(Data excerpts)
*****
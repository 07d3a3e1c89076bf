//! Top-down merge sort.
//!
//! Each range `[left, right]` with more than one element records a `split`
//! frame before descending into its halves. The merge that follows writes one
//! element at a time (`merge` frame highlighting destination and source) and
//! ends with a `merged` frame over the whole range.

use sortrace_core::{Bounds, Phase, Recorder, Sortable};

pub(crate) fn sort<T: Sortable>(arr: &mut [T], rec: &mut Recorder<T>) {
    let right = arr.len() - 1;
    sort_range(arr, 0, right, rec);
}

fn sort_range<T: Sortable>(arr: &mut [T], left: usize, right: usize, rec: &mut Recorder<T>) {
    if left >= right {
        return;
    }

    let mid = left + (right - left) / 2;
    rec.emit_with_bounds(
        arr,
        &[left, mid, right],
        Phase::Split,
        Bounds::new(left, mid, right),
    );

    sort_range(arr, left, mid, rec);
    sort_range(arr, mid + 1, right, rec);
    merge(arr, left, mid, right, rec);
}

fn merge<T: Sortable>(arr: &mut [T], left: usize, mid: usize, right: usize, rec: &mut Recorder<T>) {
    let lower = arr[left..=mid].to_vec();
    let upper = arr[mid + 1..=right].to_vec();

    let (mut i, mut j) = (0, 0);
    let mut k = left;

    // `<=` takes from the lower half on ties, which keeps the sort stable.
    while i < lower.len() && j < upper.len() {
        if lower[i] <= upper[j] {
            arr[k] = lower[i];
            rec.emit(arr, &[k, left + i], Phase::Merge);
            i += 1;
        } else {
            arr[k] = upper[j];
            rec.emit(arr, &[k, mid + 1 + j], Phase::Merge);
            j += 1;
        }
        k += 1;
    }

    while i < lower.len() {
        arr[k] = lower[i];
        rec.emit(arr, &[k, left + i], Phase::Merge);
        i += 1;
        k += 1;
    }

    while j < upper.len() {
        arr[k] = upper[j];
        rec.emit(arr, &[k, mid + 1 + j], Phase::Merge);
        j += 1;
        k += 1;
    }

    rec.emit_with_bounds(
        arr,
        &[left, mid, right],
        Phase::Merged,
        Bounds::new(left, mid, right),
    );
}
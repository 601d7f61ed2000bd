use async_trait::async_trait;
use log::{debug, error};
#[cfg(test)]
use mockall::automock;
use reqwest::Client;
use uuid::Uuid;

use crate::{
    assistant,
    model::{AssistRequest, AssistResult, ExecutionRequest, ExecutionResult},
    run_code, ClientError,
};

pub const DEFAULT_BASE_URL: &str = "http://localhost:8080";
pub const DEFAULT_OPTIMIZE_FIELD: &str = "optimizedCode";

#[derive(Debug, Clone, PartialEq)]
pub struct ClientOptions {
    /// Address of the backend serving both the execution and the assistant endpoints
    pub base_url: String,
    /// Response field holding the optimized code
    pub optimize_field: String,
}

impl Default for ClientOptions {
    fn default() -> Self {
        ClientOptions {
            base_url: DEFAULT_BASE_URL.to_string(),
            optimize_field: DEFAULT_OPTIMIZE_FIELD.to_string(),
        }
    }
}

#[cfg_attr(test, automock)]
#[async_trait]
pub trait CodeRunnerServiceTrait: Send + Sync {
    async fn run_code(&self, request: ExecutionRequest) -> Result<ExecutionResult, ClientError>;
    async fn assist(&self, request: AssistRequest) -> Result<AssistResult, ClientError>;
}

pub struct CodeRunnerService {
    client: Client,
    options: ClientOptions,
}

impl CodeRunnerService {
    pub fn new(options: ClientOptions) -> Self {
        CodeRunnerService {
            client: Client::new(),
            options,
        }
    }
}

#[async_trait]
impl CodeRunnerServiceTrait for CodeRunnerService {
    async fn run_code(&self, request: ExecutionRequest) -> Result<ExecutionResult, ClientError> {
        let id = Uuid::new_v4();
        debug!("Starting run {} (language: {})", id, request.language);

        let result = run_code::run_code(&self.client, &self.options.base_url, &request).await;
        match &result {
            Ok(_) => debug!("Run {} ended", id),
            Err(e) => error!("Run {} failed: {:?}", id, e),
        }
        result
    }

    async fn assist(&self, request: AssistRequest) -> Result<AssistResult, ClientError> {
        let id = Uuid::new_v4();
        debug!(
            "Starting {} request {} (language: {})",
            request.action, id, request.language
        );

        let result = assistant::assist(
            &self.client,
            &self.options.base_url,
            &self.options.optimize_field,
            &request,
        )
        .await;
        match &result {
            Ok(_) => debug!("{} request {} ended", request.action, id),
            Err(e) => error!("{} request {} failed: {:?}", request.action, id, e),
        }
        result
    }
}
*****
Look through the records and gather each line with the word "ClientOptions".

pub struct ClientOptions {
impl Default for ClientOptions {
        ClientOptions {
    options: ClientOptions,
    pub fn new(options: ClientOptions) -> Self {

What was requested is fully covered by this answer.